Proposed smoking machine adaptor could ease regulatory challenges
For decades, tobacco companies and researchers have used specialized smoking machines to test the physical and chemical properties of cigarette smoke — an important step in the U.S. Food and Drug Administration’s regulatory process. The machines work by essentially “puffing” a cigarette and capturing the smoke onto a filter, which can be analyzed to determine levels of various toxins in the smoke.
But most of these machines have no ability to test newer products like e-cigarettes and vapes, posing a challenge to the public health agencies evaluating whether or not a product is safe enough to enter the market, said Marielle Brinkman, senior research scientist in the Division of Epidemiology at The Ohio State University College of Public Health.
That’s why Brinkman, along with Theodore Wagener, associate professor at the College of Medicine and director of Ohio State’s Center for Tobacco Research, is leading a five-year, $5 million project to create a device that — when paired with existing smoking machines — will allow researchers to test emissions from e-cigarettes, cigars and heat-not-burn tobacco products.
“The FDA needs machine smoking emissions data for these newer products, but there are no machines that can accomplish that,” Brinkman said. “The idea is to create a universal adaptor kit that public health and tobacco industry researchers can use to couple these novel products to traditional smoking machines so that they can test them the way they test cigarettes.”
Currently, tobacco companies use single-use adaptors to test e-cigarettes and heated tobacco products, which the FDA didn’t start regulating until 2016, Brinkman said. But the absence of a widely available tool for researchers to use to assess the devices has been an obstacle.
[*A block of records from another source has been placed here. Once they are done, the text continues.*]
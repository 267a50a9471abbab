//! Catalog services
//!
//! Categories and locations a property is classified under. Both are
//! soft-deleted via an `active` flag and both enforce a case- and
//! whitespace-insensitive uniqueness rule: categories on `name`, locations
//! on `department`. Inactive records disappear from active listings but keep
//! blocking duplicate names.

use crate::store::{Category, Id, Location, MarketStore, StoreError};
use crate::validate::{self, ValidationError};
use std::sync::Arc;
use thiserror::Error;

/// Errors from catalog operations
#[derive(Error, Debug)]
pub enum CatalogError {
    /// Normalized-name collision
    #[error("a {kind} named '{name}' already exists")]
    DuplicateName { kind: &'static str, name: String },

    #[error(transparent)]
    Validation(#[from] ValidationError),

    #[error(transparent)]
    Store(#[from] StoreError),
}

/// Result type alias for catalog operations
pub type CatalogResult<T> = Result<T, CatalogError>;

/// Comparison key for uniqueness checks: trimmed, lowercased
pub fn normalized(name: &str) -> String {
    name.trim().to_lowercase()
}

/// Service over the category and location collections
#[derive(Clone)]
pub struct CatalogService {
    store: Arc<MarketStore>,
}

impl CatalogService {
    pub fn new(store: Arc<MarketStore>) -> Self {
        Self { store }
    }

    // ---- categories ----

    /// Create a category, rejecting normalized-name duplicates
    pub async fn create_category(
        &self,
        name: &str,
        description: &str,
    ) -> CatalogResult<Category> {
        validate::length("name", name, 3, 50)?;
        validate::length("description", description, 0, 200)?;

        if self.is_category_name_taken(name, None).await {
            return Err(CatalogError::DuplicateName {
                kind: "category",
                name: name.trim().to_string(),
            });
        }

        let category = self
            .store
            .categories()
            .insert(|id| Category {
                id,
                name: name.trim().to_string(),
                description: description.trim().to_string(),
                active: true,
            })
            .await;

        tracing::info!(category_id = category.id, name = %category.name, "Created category");
        Ok(category)
    }

    /// Update name/description, keeping the uniqueness rule (the record
    /// itself is excluded from the collision check)
    pub async fn update_category(
        &self,
        id: Id,
        name: &str,
        description: &str,
    ) -> CatalogResult<Category> {
        validate::length("name", name, 3, 50)?;
        validate::length("description", description, 0, 200)?;

        if self.is_category_name_taken(name, Some(id)).await {
            return Err(CatalogError::DuplicateName {
                kind: "category",
                name: name.trim().to_string(),
            });
        }

        let updated = self
            .store
            .categories()
            .update(id, |c| {
                c.name = name.trim().to_string();
                c.description = description.trim().to_string();
            })
            .await?;
        Ok(updated)
    }

    /// Soft delete: the category stays on record and keeps blocking
    /// duplicate names
    pub async fn deactivate_category(&self, id: Id) -> CatalogResult<Category> {
        let updated = self
            .store
            .categories()
            .update(id, |c| c.active = false)
            .await?;
        tracing::info!(category_id = id, "Deactivated category");
        Ok(updated)
    }

    pub async fn category(&self, id: Id) -> CatalogResult<Category> {
        Ok(self.store.categories().get(id).await?)
    }

    /// Active categories, or everything when `include_inactive` is set
    pub async fn list_categories(&self, include_inactive: bool) -> Vec<Category> {
        self.store
            .categories()
            .filter(|c| include_inactive || c.active)
            .await
    }

    /// Whether a normalized name collides with any category, active or not
    pub async fn is_category_name_taken(&self, name: &str, excluding: Option<Id>) -> bool {
        let key = normalized(name);
        self.store
            .categories()
            .find(|c| normalized(&c.name) == key && Some(c.id) != excluding)
            .await
            .is_some()
    }

    // ---- locations ----

    /// Create a location, rejecting normalized-department duplicates
    pub async fn create_location(
        &self,
        city: &str,
        city_description: &str,
        department: &str,
        department_description: &str,
    ) -> CatalogResult<Location> {
        validate::length("city", city, 2, 50)?;
        validate::length("department", department, 2, 50)?;
        validate::length("city_description", city_description, 0, 200)?;
        validate::length("department_description", department_description, 0, 200)?;

        if self.is_department_taken(department, None).await {
            return Err(CatalogError::DuplicateName {
                kind: "location",
                name: department.trim().to_string(),
            });
        }

        let location = self
            .store
            .locations()
            .insert(|id| Location {
                id,
                city: city.trim().to_string(),
                city_description: city_description.trim().to_string(),
                department: department.trim().to_string(),
                department_description: department_description.trim().to_string(),
                active: true,
            })
            .await;

        tracing::info!(location_id = location.id, department = %location.department, "Created location");
        Ok(location)
    }

    pub async fn update_location(
        &self,
        id: Id,
        city: &str,
        city_description: &str,
        department: &str,
        department_description: &str,
    ) -> CatalogResult<Location> {
        validate::length("city", city, 2, 50)?;
        validate::length("department", department, 2, 50)?;

        if self.is_department_taken(department, Some(id)).await {
            return Err(CatalogError::DuplicateName {
                kind: "location",
                name: department.trim().to_string(),
            });
        }

        let updated = self
            .store
            .locations()
            .update(id, |l| {
                l.city = city.trim().to_string();
                l.city_description = city_description.trim().to_string();
                l.department = department.trim().to_string();
                l.department_description = department_description.trim().to_string();
            })
            .await?;
        Ok(updated)
    }

    pub async fn deactivate_location(&self, id: Id) -> CatalogResult<Location> {
        let updated = self
            .store
            .locations()
            .update(id, |l| l.active = false)
            .await?;
        tracing::info!(location_id = id, "Deactivated location");
        Ok(updated)
    }

    pub async fn location(&self, id: Id) -> CatalogResult<Location> {
        Ok(self.store.locations().get(id).await?)
    }

    pub async fn list_locations(&self, include_inactive: bool) -> Vec<Location> {
        self.store
            .locations()
            .filter(|l| include_inactive || l.active)
            .await
    }

    /// Whether a normalized department collides with any location
    pub async fn is_department_taken(&self, department: &str, excluding: Option<Id>) -> bool {
        let key = normalized(department);
        self.store
            .locations()
            .find(|l| normalized(&l.department) == key && Some(l.id) != excluding)
            .await
            .is_some()
    }
}

#[cfg(test)]
mod tests {
    use super::*;

    fn service() -> CatalogService {
        CatalogService::new(Arc::new(MarketStore::in_memory()))
    }

    #[tokio::test]
    async fn test_duplicate_name_is_case_and_whitespace_insensitive() {
        let catalog = service();
        catalog.create_category("Casa ", "homes").await.unwrap();

        let err = catalog.create_category(" casa", "more homes").await.unwrap_err();
        assert!(matches!(err, CatalogError::DuplicateName { kind: "category", .. }));
    }

    #[tokio::test]
    async fn test_created_names_are_stored_trimmed() {
        let catalog = service();
        let cat = catalog.create_category("  Apartamento  ", "flats").await.unwrap();
        assert_eq!(cat.name, "Apartamento");
    }

    #[tokio::test]
    async fn test_inactive_excluded_from_active_listing() {
        let catalog = service();
        let casa = catalog.create_category("Casa", "homes").await.unwrap();
        catalog.create_category("Oficina", "offices").await.unwrap();
        catalog.deactivate_category(casa.id).await.unwrap();

        let active = catalog.list_categories(false).await;
        assert_eq!(active.len(), 1);
        assert_eq!(active[0].name, "Oficina");

        let all = catalog.list_categories(true).await;
        assert_eq!(all.len(), 2);
    }

    #[tokio::test]
    async fn test_inactive_still_blocks_duplicates() {
        let catalog = service();
        let casa = catalog.create_category("Casa", "homes").await.unwrap();
        catalog.deactivate_category(casa.id).await.unwrap();

        assert!(catalog.create_category("CASA", "again").await.is_err());
    }

    #[tokio::test]
    async fn test_update_keeps_own_name() {
        let catalog = service();
        let casa = catalog.create_category("Casa", "homes").await.unwrap();

        // renaming to itself (case shifted) is not a collision
        let updated = catalog.update_category(casa.id, "CASA", "homes").await.unwrap();
        assert_eq!(updated.name, "CASA");

        // but colliding with another record is
        catalog.create_category("Oficina", "offices").await.unwrap();
        assert!(catalog.update_category(casa.id, "oficina ", "x").await.is_err());
    }

    #[tokio::test]
    async fn test_short_name_rejected() {
        let catalog = service();
        let err = catalog.create_category("Ca", "too short").await.unwrap_err();
        assert!(matches!(err, CatalogError::Validation(_)));
    }

    #[tokio::test]
    async fn test_department_uniqueness() {
        let catalog = service();
        catalog
            .create_location("Medellín", "", "Antioquia ", "")
            .await
            .unwrap();

        let err = catalog
            .create_location("Envigado", "", " antioquia", "")
            .await
            .unwrap_err();
        assert!(matches!(err, CatalogError::DuplicateName { kind: "location", .. }));
    }

    #[tokio::test]
    async fn test_deactivated_location_excluded() {
        let catalog = service();
        let loc = catalog
            .create_location("Bogotá", "", "Cundinamarca", "")
            .await
            .unwrap();
        catalog.deactivate_location(loc.id).await.unwrap();
        assert!(catalog.list_locations(false).await.is_empty());
        assert_eq!(catalog.list_locations(true).await.len(), 1);
    }
}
“A large multinational tobacco company can generate data on heat-not-burn tobacco products using their own adaptor that they have created, and nobody else can validate those data because nobody else has that adaptor,” she said.
The device the researchers are developing would help reduce variability in emissions data reported around the world.
Brinkman said one of the biggest challenges for the team will be assessing the landscape of worldwide tobacco product emissions testing to ensure the team develops an adaptor that meets the biggest need. The big-picture goal, she said, is to enhance what is known about tobacco products in the global marketplace and help generate more reliable, more precise data to help policymakers and educate the public.
“This is an exciting opportunity for us to contribute to the field of tobacco research in a very practical way and, hopefully, for many years to come,” Wagener said.
The research is funded by the U.S. Food and Drug Administration Center for Tobacco Products. The team will also work closely with the Centers for Disease Control and Prevention Tobacco Products Laboratory, smoking machine industry partners and Ohio State’s Center for Design and Manufacturing Excellence and Particle and Aerosol Characterization Laboratory. Co-investigators and key personnel include Chad Bennett, Michael Camp, Brittney Keller-Hamilton, Andrew May, Mary Hoffman Pancake, and Jason Robinson of Ohio State; Linda Crumpler (Cerulean) and Jeremy Jones (Produced Better); and Clifford Watson of the CDC.